Pakaian dan atribut dibeli Kusnadi di toko pakaian dekat Terminal Joyoboyo Wonokromo. Dia mengeluarkan Rp 200.000 guna mendapatkan pakaian warna coklat dan dan atributnya, termasung tanda pangkat aiptu.

"Kalau sepatu, saya beli di pasar loak seharga Rp 5.000. Sepatu jelek dan sudah lecet-lecet, sampai rumah saya cat hitam," aku Kusnadi di Polrestabes Surabaya, Minggu (28/9/2014).

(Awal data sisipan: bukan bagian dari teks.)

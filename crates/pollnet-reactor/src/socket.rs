//! Socket handles: descriptor, state machine, buffers and callback slots.

use std::fmt;
use std::io::{self, Read};
use std::mem::MaybeUninit;
use std::net::SocketAddr;
use std::os::unix::io::{AsRawFd, RawFd};
use std::time::Duration;

use pollnet_buf::ByteBuffer;
use socket2::{Domain, Protocol, SockAddr, Type};

use crate::error::{is_transient, ReactorError, Result};
use crate::event::{Event, EventKind, Interest};
use crate::reactor::Reactor;

/// Stable handle for a socket owned by a [`Reactor`]. Never reused.
#[derive(Debug, Clone, Copy, PartialEq, Eq, Hash, PartialOrd, Ord)]
pub struct SocketId(u64);

impl SocketId {
    pub fn from_raw(raw: u64) -> Self {
        SocketId(raw)
    }

    pub fn as_u64(self) -> u64 {
        self.0
    }
}

impl fmt::Display for SocketId {
    fn fmt(&self, f: &mut fmt::Formatter<'_>) -> fmt::Result {
        write!(f, "#{}", self.0)
    }
}

#[derive(Debug, Clone, Copy, PartialEq, Eq, Hash)]
pub enum SocketKind {
    Stream,
    Datagram,
}

impl SocketKind {
    fn socket_type(self) -> Type {
        match self {
            SocketKind::Stream => Type::STREAM,
            SocketKind::Datagram => Type::DGRAM,
        }
    }

    fn protocol(self) -> Protocol {
        match self {
            SocketKind::Stream => Protocol::TCP,
            SocketKind::Datagram => Protocol::UDP,
        }
    }
}

impl fmt::Display for SocketKind {
    fn fmt(&self, f: &mut fmt::Formatter<'_>) -> fmt::Result {
        match self {
            SocketKind::Stream => f.write_str("stream"),
            SocketKind::Datagram => f.write_str("datagram"),
        }
    }
}

#[derive(Debug, Clone, Copy, PartialEq, Eq)]
pub enum SocketState {
    /// No descriptor yet, or one created but not connected/bound.
    Uninitialized,
    Connecting,
    Connected,
    ConnectFailed,
    Bound,
    Listening,
    /// Produced by `accept`; behaves like `Connected`.
    Accepted,
    Closed,
}

/// Options applied with [`Reactor::set_option`].
#[derive(Debug, Clone, Copy, PartialEq, Eq)]
pub enum SockOption {
    NonBlocking(bool),
    ReuseAddr(bool),
    Broadcast(bool),
    SendTimeout(Option<Duration>),
    RecvTimeout(Option<Duration>),
    SendBufferSize(usize),
    RecvBufferSize(usize),
}

impl SockOption {
    /// Parse a `KEY`/value pair such as `("SENDBUFSIZE", "65536")`.
    ///
    /// Booleans accept `1/0/true/false`; timeouts are seconds, `0` clears.
    pub fn parse(key: &str, value: &str) -> Result<Self> {
        let invalid = || ReactorError::InvalidOption(format!("{}={}", key, value));
        let flag = || match value.trim().to_ascii_lowercase().as_str() {
            "1" | "true" | "on" => Ok(true),
            "0" | "false" | "off" => Ok(false),
            _ => Err(invalid()),
        };
        let size = || value.trim().parse::<usize>().map_err(|_| invalid());
        let timeout = || {
            let secs: f64 = value.trim().parse().map_err(|_| invalid())?;
            if !secs.is_finite() || secs < 0.0 {
                return Err(invalid());
            }
            Ok((secs > 0.0).then(|| Duration::from_secs_f64(secs)))
        };

        match key.to_ascii_uppercase().as_str() {
            "BLOCKING" => Ok(SockOption::NonBlocking(!flag()?)),
            "NONBLOCKING" => Ok(SockOption::NonBlocking(flag()?)),
            "REUSEADDR" => Ok(SockOption::ReuseAddr(flag()?)),
            "BROADCAST" => Ok(SockOption::Broadcast(flag()?)),
            "SENDTIMEOUT" => Ok(SockOption::SendTimeout(timeout()?)),
            "RECVTIMEOUT" => Ok(SockOption::RecvTimeout(timeout()?)),
            "SENDBUFSIZE" => Ok(SockOption::SendBufferSize(size()?)),
            "RECVBUFSIZE" => Ok(SockOption::RecvBufferSize(size()?)),
            _ => Err(ReactorError::InvalidOption(key.to_string())),
        }
    }

    fn apply(&self, sock: &socket2::Socket) -> io::Result<()> {
        match *self {
            SockOption::NonBlocking(on) => sock.set_nonblocking(on),
            SockOption::ReuseAddr(on) => sock.set_reuse_address(on),
            SockOption::Broadcast(on) => sock.set_broadcast(on),
            SockOption::SendTimeout(t) => sock.set_write_timeout(t),
            SockOption::RecvTimeout(t) => sock.set_read_timeout(t),
            SockOption::SendBufferSize(n) => sock.set_send_buffer_size(n),
            SockOption::RecvBufferSize(n) => sock.set_recv_buffer_size(n),
        }
    }
}

pub(crate) type Callback = Box<dyn FnMut(&mut Reactor, SocketId, &Event)>;

/// A callback slot. `Busy` while its callback is running.
#[derive(Default)]
enum Slot {
    #[default]
    Empty,
    Idle(Callback),
    Busy {
        cleared: bool,
    },
}

/// Result of one drain of the OS send or receive path.
#[derive(Debug)]
pub(crate) enum Flow {
    /// Bytes moved before the OS would block.
    Moved(usize),
    /// Orderly shutdown by the peer.
    PeerClosed,
    Failed(io::Error),
}

#[cfg(any(target_os = "linux", target_os = "android"))]
const SEND_FLAGS: libc::c_int = libc::MSG_NOSIGNAL;
#[cfg(not(any(target_os = "linux", target_os = "android")))]
const SEND_FLAGS: libc::c_int = 0;

pub struct Socket {
    id: SocketId,
    kind: SocketKind,
    sock: Option<socket2::Socket>,
    domain: Option<Domain>,
    state: SocketState,
    pub(crate) care: Interest,
    pub(crate) fired: Interest,
    fault: Option<io::Error>,
    inbuf: Option<ByteBuffer>,
    outbuf: Option<ByteBuffer>,
    slots: [Slot; EventKind::COUNT],
}

impl fmt::Debug for Socket {
    fn fmt(&self, f: &mut fmt::Formatter<'_>) -> fmt::Result {
        f.debug_struct("Socket")
            .field("id", &self.id)
            .field("kind", &self.kind)
            .field("fd", &self.fd())
            .field("state", &self.state)
            .field("care", &self.care)
            .field("fired", &self.fired)
            .finish()
    }
}

impl Socket {
    pub(crate) fn new(id: SocketId, kind: SocketKind, block_size: usize) -> Self {
        let buffers = || match kind {
            SocketKind::Stream => Some(ByteBuffer::with_block_size(block_size)),
            SocketKind::Datagram => None,
        };
        Self {
            id,
            kind,
            sock: None,
            domain: None,
            state: SocketState::Uninitialized,
            care: Interest::empty(),
            fired: Interest::empty(),
            fault: None,
            inbuf: buffers(),
            outbuf: buffers(),
            slots: Default::default(),
        }
    }

    pub fn id(&self) -> SocketId {
        self.id
    }

    pub fn kind(&self) -> SocketKind {
        self.kind
    }

    pub fn state(&self) -> SocketState {
        self.state
    }

    /// OS descriptor, `None` when closed or never created.
    pub fn fd(&self) -> Option<RawFd> {
        self.sock.as_ref().map(|s| s.as_raw_fd())
    }

    pub fn is_closed(&self) -> bool {
        self.sock.is_none()
    }

    /// Interest registered with the reactor.
    pub fn care(&self) -> Interest {
        self.care
    }

    /// Readiness observed by the most recent wait.
    pub fn fired(&self) -> Interest {
        self.fired
    }

    /// A connecting stream has nothing to read; the connect verdict comes
    /// from writability or the error set.
    pub fn wants_recv(&self) -> bool {
        !(self.kind == SocketKind::Stream && self.state == SocketState::Connecting)
    }

    /// Stream sockets want writability while connecting or while data is
    /// queued; datagram sockets never do.
    pub fn wants_send(&self) -> bool {
        match self.kind {
            SocketKind::Stream => {
                self.state == SocketState::Connecting
                    || self.outbuf.as_ref().is_some_and(|b| !b.is_empty())
            }
            SocketKind::Datagram => false,
        }
    }

    pub fn inbuf(&self) -> Option<&ByteBuffer> {
        self.inbuf.as_ref()
    }

    pub fn outbuf(&self) -> Option<&ByteBuffer> {
        self.outbuf.as_ref()
    }

    pub(crate) fn inbuf_mut(&mut self) -> Option<&mut ByteBuffer> {
        self.inbuf.as_mut()
    }

    pub(crate) fn outbuf_mut(&mut self) -> Option<&mut ByteBuffer> {
        self.outbuf.as_mut()
    }

    pub fn local_addr(&self) -> Result<SocketAddr> {
        let addr = self.raw()?.local_addr()?;
        inet(addr)
    }

    pub fn peer_addr(&self) -> Result<SocketAddr> {
        let addr = self.raw()?.peer_addr()?;
        inet(addr)
    }

    pub(crate) fn raw(&self) -> Result<&socket2::Socket> {
        self.sock.as_ref().ok_or(ReactorError::NotOpen(self.id))
    }

    pub(crate) fn domain(&self) -> Option<Domain> {
        self.domain
    }

    pub(crate) fn set_state(&mut self, state: SocketState) {
        self.state = state;
    }

    pub(crate) fn set_option(&self, option: SockOption) -> Result<()> {
        option.apply(self.raw()?)?;
        Ok(())
    }

    /// Allocate a fresh non-blocking descriptor, dropping any previous one.
    pub(crate) fn open(&mut self, domain: Domain) -> Result<()> {
        let sock = socket2::Socket::new(domain, self.kind.socket_type(), Some(self.kind.protocol()))?;
        sock.set_nonblocking(true)?;
        #[cfg(target_vendor = "apple")]
        sock.set_nosigpipe(true)?;
        self.install(sock, domain, SocketState::Uninitialized);
        Ok(())
    }

    /// Take ownership of an already-open descriptor.
    pub(crate) fn install(&mut self, sock: socket2::Socket, domain: Domain, state: SocketState) {
        self.sock = Some(sock);
        self.domain = Some(domain);
        self.state = state;
        self.fired = Interest::empty();
        self.fault = None;
        if let Some(buf) = self.inbuf.as_mut() {
            buf.reset();
        }
        if let Some(buf) = self.outbuf.as_mut() {
            buf.reset();
        }
    }

    /// Drop the descriptor. Returns `false` if it was already closed.
    ///
    /// Queued outbound bytes are discarded; unread inbound bytes stay
    /// readable.
    pub(crate) fn close_descriptor(&mut self) -> bool {
        let Some(sock) = self.sock.take() else {
            return false;
        };
        drop(sock);
        self.state = SocketState::Closed;
        self.fired = Interest::empty();
        if let Some(buf) = self.outbuf.as_mut() {
            buf.reset();
        }
        true
    }

    /// Mark an error observed outside the OS socket error slot.
    pub(crate) fn set_fault(&mut self, err: io::Error) {
        self.fault = Some(err);
    }

    /// Pending error: a recorded fault, else the OS `SO_ERROR` value.
    pub(crate) fn take_error(&mut self) -> Option<io::Error> {
        if let Some(err) = self.fault.take() {
            return Some(err);
        }
        match self.sock.as_ref()?.take_error() {
            Ok(err) => err,
            Err(err) => Some(err),
        }
    }

    /// Send queued outbound bytes until the OS would block.
    pub(crate) fn flush(&mut self) -> Flow {
        let (Some(sock), Some(out)) = (self.sock.as_ref(), self.outbuf.as_mut()) else {
            return Flow::Moved(0);
        };
        let mut sent = 0;
        while !out.is_empty() {
            match sock.send_with_flags(out.as_slice(), SEND_FLAGS) {
                Ok(0) => return Flow::Failed(io::ErrorKind::WriteZero.into()),
                Ok(n) => {
                    out.discard(n);
                    sent += n;
                }
                Err(err) if is_transient(&err) => break,
                Err(err) => return Flow::Failed(err),
            }
        }
        Flow::Moved(sent)
    }

    /// Read into the inbound buffer until the OS would block.
    pub(crate) fn fill(&mut self, scratch: &mut [u8]) -> Flow {
        let (Some(sock), Some(inbuf)) = (self.sock.as_ref(), self.inbuf.as_mut()) else {
            return Flow::Moved(0);
        };
        let mut reader: &socket2::Socket = sock;
        let mut received = 0;
        loop {
            match reader.read(scratch) {
                Ok(0) => return Flow::PeerClosed,
                Ok(n) => {
                    if let Err(err) = inbuf.write(&scratch[..n]) {
                        return Flow::Failed(io::Error::new(io::ErrorKind::OutOfMemory, err));
                    }
                    received += n;
                }
                Err(err) if is_transient(&err) => break,
                Err(err) => return Flow::Failed(err),
            }
        }
        Flow::Moved(received)
    }

    pub(crate) fn send_to(&self, bytes: &[u8], addr: SocketAddr) -> Result<usize> {
        match self.raw()?.send_to_with_flags(bytes, &SockAddr::from(addr), SEND_FLAGS) {
            Ok(n) => Ok(n),
            Err(err) if is_transient(&err) => Ok(0),
            Err(err) => Err(err.into()),
        }
    }

    pub(crate) fn recv_from(&self, buf: &mut [u8]) -> Result<Option<(usize, SocketAddr)>> {
        let sock = self.raw()?;
        // SAFETY: an initialised byte slice is a valid `[MaybeUninit<u8>]`,
        // and recv_from only writes initialised bytes into it.
        let uninit = unsafe { &mut *(buf as *mut [u8] as *mut [MaybeUninit<u8>]) };
        match sock.recv_from(uninit) {
            Ok((n, addr)) => Ok(Some((n, inet(addr)?))),
            Err(err) if is_transient(&err) => Ok(None),
            Err(err) => Err(err.into()),
        }
    }

    pub(crate) fn take_callback(&mut self, kind: EventKind) -> Option<Callback> {
        let slot = &mut self.slots[kind.slot()];
        match std::mem::take(slot) {
            Slot::Idle(callback) => {
                *slot = Slot::Busy { cleared: false };
                Some(callback)
            }
            other => {
                *slot = other;
                None
            }
        }
    }

    pub(crate) fn restore_callback(&mut self, kind: EventKind, callback: Callback) {
        let slot = &mut self.slots[kind.slot()];
        if let Slot::Busy { cleared } = *slot {
            *slot = if cleared {
                Slot::Empty
            } else {
                Slot::Idle(callback)
            };
        }
    }

    pub(crate) fn set_callback(&mut self, kind: EventKind, callback: Callback) {
        self.slots[kind.slot()] = Slot::Idle(callback);
    }

    pub(crate) fn clear_callback(&mut self, kind: EventKind) {
        let slot = &mut self.slots[kind.slot()];
        *slot = match slot {
            Slot::Busy { .. } => Slot::Busy { cleared: true },
            _ => Slot::Empty,
        };
    }

    pub fn has_callback(&self, kind: EventKind) -> bool {
        matches!(self.slots[kind.slot()], Slot::Idle(_) | Slot::Busy { cleared: false })
    }
}

pub(crate) fn domain_for(addr: &SocketAddr) -> Domain {
    Domain::for_address(*addr)
}

fn inet(addr: SockAddr) -> Result<SocketAddr> {
    addr.as_socket().ok_or_else(|| {
        ReactorError::Io(io::Error::new(
            io::ErrorKind::InvalidData,
            "not an internet socket address",
        ))
    })
}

Dengan modal baju polisi plus atribut, Kusnadi dengan percaya diri keluar rumah. Bapak tiga anak ini beraksi di Manukan pada April 2014 lalu.

Awalnya, dia ke warung-warung di wilayah Jl Tanjung Sari Manukan.

Tidak puas menyambangi warung-warung, Kusnadi mulai mendatangi sekolah-kelolah. Dia yang mengaku Aiptu Bambang mendatangi empat sekolah, yakni SDN VI Manukan, SD Muhammadiyah dan dua TK di Manukan.

Dengan pakaian polisi, Kusandi mendatangi empat sekolah dengan modus melakukan pembinaan dan informasi keamanan.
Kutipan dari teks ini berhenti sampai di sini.